Genetically, Adam and Eve were probably perfect. Therefore marrying a close relation in the early years after Creation would not have resulted in genetic dangers. We are going down genetically, not up as evolution falsely claims. Today, genome copying errors are increasing. (Medical doctors know that many diseases are genetic disorders, i.e. the errors are increasing over time.) So the short answer is that Cain would have married one of his sisters. But before you start screaming "incest" think about history a little more.
We know that Abraham (about 400 years after the Great Flood; 2,000 years after Adam & Eve; or 4,000 years ago) married his half-sister, Sarah: Genesis 20:12 "And yet indeed she is my sister; she is the daughter of my father, but not the daughter of my mother; and she became my wife." Abraham married his sister. And we do not see God condemning him for it. (Recall the two times when he denied she was his wife, claiming that she was his sister instead? Well, actually he was only "half" lying, right?)
European royalty and others in the world have married close relations down through the ages. But after millennia of DNA copying errors it has caused problems associated with inbreeding among them, long faces, bleeding, and other problems.
Even the 1939 movie, "Gone With the Wind," has the character, Ashley marrying Melanie, his cousin.
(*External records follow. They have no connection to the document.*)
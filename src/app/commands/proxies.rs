//! Proxy service connections.

use crate::app::AppContext;
use crate::app::commands::{fetch_services, merge_collections};
use crate::app::format::units::{format_bytes, format_large_integer};
use crate::app::format::{FormattedTable, L, R};
use crate::domain::AppError;
use crate::domain::cluster::{MEMBERS_KEY, PROXY_SERVICE, Proxy, decode_collection};
use crate::ports::Query;

/// Proxy members across every proxy service, or `protocol` only when given.
pub fn get_proxies(ctx: &AppContext, protocol: Option<&str>) -> Result<String, AppError> {
    let fetcher = ctx.fetcher()?;
    let services = fetch_services(fetcher.as_ref(), Some(PROXY_SERVICE))?;
    let mut rows: Vec<(String, Proxy)> = Vec::new();
    let mut bodies = Vec::new();
    for service in &services {
        let body = fetcher.query(&Query::ServiceMembers { service: service.name.clone() })?;
        let members: Vec<Proxy> = decode_collection(&body, MEMBERS_KEY)?;
        rows.extend(members.into_iter().map(|m| (service.name.clone(), m)));
        bodies.push(body);
    }
    if let Some(protocol) = protocol {
        rows.retain(|(_, p)| p.protocol.eq_ignore_ascii_case(protocol));
    }
    rows.sort_by(|(a, pa), (b, pb)| (a, pa.node_id).cmp(&(b, pb.node_id)));
    let document = merge_collections(&bodies, MEMBERS_KEY)?;

    ctx.output().render_value(&document, || {
        let unit = ctx.bytes_unit();
        let mut table = FormattedTable::new()
            .with_alignment(&[L, R, L, L, R, R, R, R])
            .with_header(&[
                "SERVICE",
                "NODE ID",
                "HOST IP",
                "PROTOCOL",
                "CONNECTIONS",
                "BACKLOG",
                "BYTES SENT",
                "BYTES REC",
            ]);
        for (service, p) in rows {
            table.add_row(vec![
                service,
                p.node_id.to_string(),
                p.host_ip,
                p.protocol,
                format_large_integer(p.connection_count),
                format_large_integer(p.outgoing_message_backlog),
                format_bytes(p.total_bytes_sent, unit),
                format_bytes(p.total_bytes_received, unit),
            ])?;
        }
        Ok(table.render())
    })
}

#[cfg(test)]
mod tests {
    use super::*;
    use crate::testing::{FakeFetcher, test_context};

    fn fixture() -> FakeFetcher {
        FakeFetcher::new()
            .with_response(
                Query::Services,
                r#"{"services":[{"name":"Proxy","type":"Proxy"},{"name":"Dist","type":"DistributedCache"}]}"#,
            )
            .with_response(
                Query::ServiceMembers { service: "Proxy".into() },
                r#"{"members":[
                    {"nodeId":"2","hostIP":"10.0.0.2:20000","protocol":"tcp","connectionCount":3},
                    {"nodeId":"1","hostIP":"10.0.0.1:8080","protocol":"http","connectionCount":1}
                ]}"#,
            )
    }

    #[test]
    fn lists_proxy_members() {
        let fetcher = fixture();
        let (_dir, ctx) = test_context(&fetcher);
        let out = get_proxies(&ctx, None).unwrap();
        assert_eq!(out.lines().count(), 3);
        assert!(out.lines().nth(1).unwrap().contains("10.0.0.1:8080"));
        let dist = Query::ServiceMembers { service: "Dist".into() };
        assert!(!fetcher.recorded_queries().contains(&dist));
    }

    #[test]
    fn filters_by_protocol() {
        let (_dir, ctx) = test_context(&fixture());
        let out = get_proxies(&ctx, Some("tcp")).unwrap();
        assert_eq!(out.lines().count(), 2);
        assert!(out.contains("20000"));
    }
}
Now though, only a couple of generation later, we have forgotten all of these examples of different societal mores from the past. Ahem, are we morally better than our ancestors? We want to claim "incest" and other vile words. But then today many modern people have multiple sexual partners, i.e. adultery, which the Bible makes very clear as wrong. But note that whom one marries (one person, of the opposite sex, of course) has less direct prohibitions Scripturally speaking.
Now, hundreds of generations after Creation, we have many genetic imperfections. It is dangerous to marry a close relation due to the similar dominant and recessive genes that would be passed on to the children.
Laws against marrying close relations were not given in the Bible until the time of Moses, who lived about 400 years after Abraham. By then enough DNA copying errors were beginning to show themselves.
But some Muslim sects even today regularly marry first cousins. Two books discuss this, Marriage and the Terror War by Kurtz, and The Seed and the Soil by Delaney. An "outsider" remains outside; but an insider is tied to his or her family and to Islam above all.
Getting back to the topic "Who did Cain Marry?" it would have had to be either a sister or niece, correct? The human race started with Adam and Eve. And Eve was the Mother of all. Eve had many more children than just Cain, Abel, and Seth.
Genesis 5:4 "And the days of Adam after he had begotten Seth were eight hundred years: and he begot sons and daughters."
Adam and Eve also had DAUGHTERS (per the verse above).
Did George Washington have brothers or sisters? How about Julius Caesar?
We do not know, because such things are not of interest to the main events
of their adult lives. The same holds true for Cain, Abel, and Seth.
Just as we do not need to know about George Washington's brothers or sisters,
or Abraham Lincoln's, or Julius Caesars - we do not know directly about
the other brothers and sisters of Cain and of Seth, except for the brief
reference to them in Genesis 5:4.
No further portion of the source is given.